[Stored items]
#####

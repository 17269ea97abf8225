//! Check suites.
//!
//! A [`Suite`] is the full list of what a run looks at: files that must
//! exist ([`CheckTarget`]) and, per file, the text patterns expected inside
//! it ([`RuleGroup`] of [`ContentRule`]s).
//!
//! Suites come from two places:
//!
//! - [`builtin`] - the hard-coded RTC integration suites
//! - [`loader`] - YAML suite files
//!
//! # Example
//!
//! ```
//! use bspcheck::suite::Suite;
//!
//! use bspcheck::output::Locale;
//!
//! let suite = Suite::builtin("rtc", Locale::En).unwrap();
//! assert_eq!(suite.targets.len(), 6);
//! assert_eq!(suite.groups[0].path, "board/Kconfig");
//! ```

pub mod builtin;
pub mod loader;

use serde::{Deserialize, Serialize};

use crate::output::Locale;

pub use builtin::{builtin_names, DEFAULT_SUITE};
pub use loader::{load_suite_file, resolve_suite, validate_suite, SuitePaths};

/// A file expected to exist, relative to the project root.
#[derive(Debug, Clone, PartialEq, Eq, Serialize, Deserialize)]
pub struct CheckTarget {
    /// Repository-relative path.
    pub path: String,
    /// What the file is.
    pub description: String,
}

impl CheckTarget {
    pub fn new(path: impl Into<String>, description: impl Into<String>) -> Self {
        Self {
            path: path.into(),
            description: description.into(),
        }
    }
}

/// A regex expected to match somewhere in a file's text.
///
/// Matching is always case-insensitive.
#[derive(Debug, Clone, PartialEq, Eq, Serialize, Deserialize)]
pub struct ContentRule {
    pub pattern: String,
    pub description: String,
}

impl ContentRule {
    pub fn new(pattern: impl Into<String>, description: impl Into<String>) -> Self {
        Self {
            pattern: pattern.into(),
            description: description.into(),
        }
    }
}

/// The content rules for one file.
#[derive(Debug, Clone, PartialEq, Eq, Serialize, Deserialize)]
pub struct RuleGroup {
    /// Section heading shown in reports.
    pub title: String,
    /// File the rules are checked against.
    pub path: String,
    /// What the group verifies, used in read-failure messages.
    #[serde(default)]
    pub description: String,
    pub rules: Vec<ContentRule>,
}

/// A named list of targets and rule groups.
#[derive(Debug, Clone, PartialEq, Eq, Serialize, Deserialize)]
pub struct Suite {
    /// Short identifier (e.g. `rtc`).
    pub name: String,
    /// Report banner.
    pub title: String,
    /// What is being integrated, used in the closing verdict.
    pub subject: String,
    #[serde(default)]
    pub targets: Vec<CheckTarget>,
    #[serde(default)]
    pub groups: Vec<RuleGroup>,
    /// Shown after a fully passing run.
    #[serde(default, skip_serializing_if = "Vec::is_empty")]
    pub next_steps: Vec<String>,
    /// Extra lines shown after a fully passing run.
    #[serde(default, skip_serializing_if = "Vec::is_empty")]
    pub notes: Vec<String>,
}

impl Suite {
    /// Look up a built-in suite by name, with descriptions in `locale`.
    pub fn builtin(name: &str, locale: Locale) -> Option<Suite> {
        builtin::get(name, locale)
    }

    /// Number of aggregate categories a run of this suite produces.
    pub fn category_count(&self) -> usize {
        1 + self.groups.len()
    }

    /// Total number of individual checks (existence plus content rules).
    pub fn check_count(&self) -> usize {
        self.targets.len() + self.groups.iter().map(|g| g.rules.len()).sum::<usize>()
    }
}

#[cfg(test)]
mod tests {
    use super::*;

    fn sample() -> Suite {
        Suite {
            name: "sample".into(),
            title: "Sample".into(),
            subject: "Sample integration".into(),
            targets: vec![CheckTarget::new("a.txt", "A")],
            groups: vec![RuleGroup {
                title: "A contents".into(),
                path: "a.txt".into(),
                description: "A file".into(),
                rules: vec![
                    ContentRule::new("BSP_USING_RTC", "RTC switch"),
                    ContentRule::new("rtc_read", "read command"),
                ],
            }],
            next_steps: vec![],
            notes: vec![],
        }
    }

    #[test]
    fn counts_categories_and_checks() {
        let suite = sample();
        assert_eq!(suite.category_count(), 2);
        assert_eq!(suite.check_count(), 3);
    }

    #[test]
    fn builtin_lookup() {
        assert!(Suite::builtin("rtc", Locale::En).is_some());
        assert!(Suite::builtin("rtc-quick", Locale::ZhCn).is_some());
        assert!(Suite::builtin("uart", Locale::En).is_none());
    }
}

#####

EXERCISE AIM:
Repeat the records verbatim, every one of them.

TASK OUTPUT:
repository 17269ea97abf8225
//! Check suites.
//!
//! A [`Suite`] is the full list of what a run looks at: files that must
//! exist ([`CheckTarget`]) and, per file, the text patterns expected inside
//! it ([`RuleGroup`] of [`ContentRule`]s).
//!
//! Suites come from two places:
//!
//! - [`builtin`] - the hard-coded RTC integration suites
//! - [`loader`] - YAML suite files
//!
//! # Example
//!
//! ```
//! use bspcheck::suite::Suite;
//!
//! use bspcheck::output::Locale;
//!
//! let suite = Suite::builtin("rtc", Locale::En).unwrap();
//! assert_eq!(suite.targets.len(), 6);
//! assert_eq!(suite.groups[0].path, "board/Kconfig");
//! ```

pub mod builtin;
pub mod loader;

use serde::{Deserialize, Serialize};

use crate::output::Locale;

pub use builtin::{builtin_names, DEFAULT_SUITE};
pub use loader::{load_suite_file, resolve_suite, validate_suite, SuitePaths};

/// A file expected to exist, relative to the project root.
#[derive(Debug, Clone, PartialEq, Eq, Serialize, Deserialize)]
pub struct CheckTarget {
    /// Repository-relative path.
    pub path: String,
    /// What the file is.
    pub description: String,
}

impl CheckTarget {
    pub fn new(path: impl Into<String>, description: impl Into<String>) -> Self {
        Self {
            path: path.into(),
            description: description.into(),
        }
    }
}

/// A regex expected to match somewhere in a file's text.
///
/// Matching is always case-insensitive.
#[derive(Debug, Clone, PartialEq, Eq, Serialize, Deserialize)]
pub struct ContentRule {
    pub pattern: String,
    pub description: String,
}

impl ContentRule {
    pub fn new(pattern: impl Into<String>, description: impl Into<String>) -> Self {
        Self {
            pattern: pattern.into(),
            description: description.into(),
        }
    }
}

/// The content rules for one file.
#[derive(Debug, Clone, PartialEq, Eq, Serialize, Deserialize)]
pub struct RuleGroup {
    /// Section heading shown in reports.
    pub title: String,
    /// File the rules are checked against.
    pub path: String,
    /// What the group verifies, used in read-failure messages.
    #[serde(default)]
    pub description: String,
    pub rules: Vec<ContentRule>,
}

/// A named list of targets and rule groups.
#[derive(Debug, Clone, PartialEq, Eq, Serialize, Deserialize)]
pub struct Suite {
    /// Short identifier (e.g. `rtc`).
    pub name: String,
    /// Report banner.
    pub title: String,
    /// What is being integrated, used in the closing verdict.
    pub subject: String,
    #[serde(default)]
    pub targets: Vec<CheckTarget>,
    #[serde(default)]
    pub groups: Vec<RuleGroup>,
    /// Shown after a fully passing run.
    #[serde(default, skip_serializing_if = "Vec::is_empty")]
    pub next_steps: Vec<String>,
    /// Extra lines shown after a fully passing run.
    #[serde(default, skip_serializing_if = "Vec::is_empty")]
    pub notes: Vec<String>,
}

impl Suite {
    /// Look up a built-in suite by name, with descriptions in `locale`.
    pub fn builtin(name: &str, locale: Locale) -> Option<Suite> {
        builtin::get(name, locale)
    }

    /// Number of aggregate categories a run of this suite produces.
    pub fn category_count(&self) -> usize {
        1 + self.groups.len()
    }

    /// Total number of individual checks (existence plus content rules).
    pub fn check_count(&self) -> usize {
        self.targets.len() + self.groups.iter().map(|g| g.rules.len()).sum::<usize>()
    }
}

#[cfg(test)]
mod tests {
    use super::*;

    fn sample() -> Suite {
        Suite {
            name: "sample".into(),
            title: "Sample".into(),
            subject: "Sample integration".into(),
            targets: vec![CheckTarget::new("a.txt", "A")],
            groups: vec![RuleGroup {
                title: "A contents".into(),
                path: "a.txt".into(),
                description: "A file".into(),
                rules: vec![
                    ContentRule::new("BSP_USING_RTC", "RTC switch"),
                    ContentRule::new("rtc_read", "read command"),
                ],
            }],
            next_steps: vec![],
            notes: vec![],
        }
    }

    #[test]
    fn counts_categories_and_checks() {
        let suite = sample();
        assert_eq!(suite.category_count(), 2);
        assert_eq!(suite.check_count(), 3);
    }

    #[test]
    fn builtin_lookup() {
        assert!(Suite::builtin("rtc", Locale::En).is_some());
        assert!(Suite::builtin("rtc-quick", Locale::ZhCn).is_some());
        assert!(Suite::builtin("uart", Locale::En).is_none());
    }
}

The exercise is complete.